D Other facial interphases can be used, but the majority of patients can be effectively treated with an oronasal or nasal mask.
E However, 24 to 48 hours after initial application, when the acute failure is resolved, many patients prefer a nasal mask.
F Proper mask fit is a critical factor affecting successful application of NPPV.
G Regardless of mask type the top of the mask should rest about one fourth to one third of the way from top of the bridge of the nose.
1. If the mask rests higher on the nose there is a greater likelihood of leaks around the nose into the eyes.
2. The mask should conform to the lateral border of the nose.
H With nasal masks the bottom of the mask should rest above the upper lip.
I With oronasal masks they should either rest below the lower lip or at the chin, depending on mask design.

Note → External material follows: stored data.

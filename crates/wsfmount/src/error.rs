// Copyright (c) Contributors to the SPK project.
// SPDX-License-Identifier: Apache-2.0
// https://github.com/spkenv/spk

use std::io;
use std::path::PathBuf;

use miette::Diagnostic;
use thiserror::Error;

pub type Result<T> = std::result::Result<T, Error>;

#[derive(Diagnostic, Debug, Error)]
#[diagnostic(
    url(
        "https://spkenv.dev/error_codes#{}",
        self.code().unwrap_or_else(|| Box::new("wsfmount::generic"))
    )
)]
pub enum Error {
    #[error("Could not determine a region for host '{hostname}'")]
    #[diagnostic(
        code("wsfmount::unresolved_region"),
        help("Set WSFMOUNT_HOST_REGION (or pass --region) to one of: pci, eag, gtn, nha, snb, nao")
    )]
    UnresolvedRegion { hostname: String },
    #[error("Unrecognized region code: {0:?}")]
    #[diagnostic(code("wsfmount::unknown_region"))]
    UnknownRegion(String),
    #[error("Malformed {option} list: {value:?}")]
    #[diagnostic(
        code("wsfmount::malformed_selector"),
        help("Provide a comma-separated list with no empty or duplicate entries")
    )]
    MalformedSelector { option: &'static str, value: String },
    #[error("Failed to determine the hostname of this machine")]
    Hostname(#[source] io::Error),

    #[error("Failed to create mount destination {0}")]
    CreateDestination(PathBuf, #[source] io::Error),
    #[error("Mount destination exists and is not a directory: {0}")]
    DestinationNotADirectory(PathBuf),
    #[error("Failed to launch mount driver {program}")]
    DriverSpawn {
        program: PathBuf,
        #[source]
        source: io::Error,
    },
    #[error("Mount driver {program} failed for {destination} with code {code:?}")]
    #[diagnostic(code("wsfmount::driver_failed"))]
    DriverFailed {
        program: PathBuf,
        destination: PathBuf,
        code: Option<i32>,
    },

    #[error("Failed to create symlink {link} -> {target}")]
    Symlink {
        link: PathBuf,
        target: PathBuf,
        #[source]
        source: io::Error,
    },
    #[error("Refusing to replace {0}, it exists and is not a symlink")]
    #[diagnostic(
        code("wsfmount::alias_occupied"),
        help("Remove the existing entry, or choose another wsf.destination")
    )]
    AliasOccupied(PathBuf),
    #[error("Failed to list {path} while priming the lookup cache")]
    #[diagnostic(
        code("wsfmount::cache_priming"),
        help(
            "This usually means the attribution identity cannot read this path, \
             or the driver never materialized the directory entry"
        )
    )]
    CachePriming {
        path: PathBuf,
        #[source]
        source: io::Error,
    },

    #[error("Invalid path {0}")]
    InvalidPath(PathBuf, #[source] io::Error),
    #[error(transparent)]
    Config(#[from] config::ConfigError),
}

/// The broad kind of failure, used to describe how a session ended.
#[derive(Clone, Copy, Debug, PartialEq, Eq, strum::Display)]
#[strum(serialize_all = "lowercase")]
pub enum ErrorCategory {
    /// The options given to the session cannot describe a mount.
    Configuration,
    /// An external mount driver could not be run or exited non-zero.
    Driver,
    /// A mounted tree could not be verified after the fact.
    Verification,
}

impl Error {
    pub fn category(&self) -> ErrorCategory {
        match self {
            Error::UnresolvedRegion { .. }
            | Error::UnknownRegion(_)
            | Error::MalformedSelector { .. }
            | Error::Hostname(_)
            | Error::DestinationNotADirectory(_)
            | Error::AliasOccupied(_)
            | Error::InvalidPath(..)
            | Error::Config(_) => ErrorCategory::Configuration,
            Error::CreateDestination(..)
            | Error::DriverSpawn { .. }
            | Error::DriverFailed { .. } => ErrorCategory::Driver,
            Error::Symlink { .. } | Error::CachePriming { .. } => ErrorCategory::Verification,
        }
    }
}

J If the mask is properly sized little force is necessary to maintain a good seal.
K When the mask is strapped to a patient’s face, two fingers should be able to be comfortably placed between the strap and the patient’s face.
L Too tight a strapped mask causes skin breakdown on the nose.
M It is always a good idea to bring a number of differently sized masks from a variety of manufacturers to ensure that the mask that best conforms to the patient’s anatomy can be used.
A With the acute application of NPPV to hospitalized patients, active humidification should be added to the system.
B Without active humidification dried retained pharyngeal secretions can be a major problem and a cause of NPPV failure and the need to intubate.
C Do not use heat and moisture exchangers (HMEs) during NPPV.
D HMEs increase resistance to gas flow.
E HMEs require all exhaled volume to enter the device, usually not possible because of leaks.
F HMEs have up to 100 ml of deadspace, causing CO2 rebreathing.
G HMEs are large and bulky and make it difficult for the mask to be secured.
H Active humidifiers do not need high circuit temperature to be effective. Maintaining circuit temperature at 28 to 30° C is sufficient in most cases.
A As stated earlier the ideal system is one in which the FIO2 can be precisely set and monitored.
B However, if a BiLevel ventilator without the ability to titrate FIO2 is used, O2 must be added to the circuit.
C With the standard NPPV circuit with the leak port near the mask, O2 should be titrated into the mask to ensure the highest FIO2.
D If a mask is used with the leak ports in the mask, O2 should be added to the circuit right after it leaves the BiLevel ventilator. This ensures the added O2 is not all lost via the mask leak ports.
E It should also be remembered that the higher the pressure settings on the ventilator, the greater the system flow and thus the lower the FIO2at a fixed flow rate.
F As a result when O2 is added to the circuit, careful monitoring of oxygenation status is critical.
VIII Aerosolized Pharmacologic Agents
A Medications can be aerosolized during NPPV.
B However, because of the leaks and high flow, some of the drug will be lost to the environment; as a result higher doses may be necessary.
C To maximize drug delivery, the nebulizer or metered dose inhaler should be placed between the leak port and the mask.
A Contrary to invasive ventilation NPPV can easily be stopped for short periods and the patient evaluated.
B Most patients can ingest clear liquids during their short periods without NPPV.
C If patients can tolerated long periods without NPPV, solid food can be ingested.
D Weaning is accomplished by increasing the amount of time patients are without NPPV.
E Many patients decide by refusing to continue when NPPV is ready to be discontinued.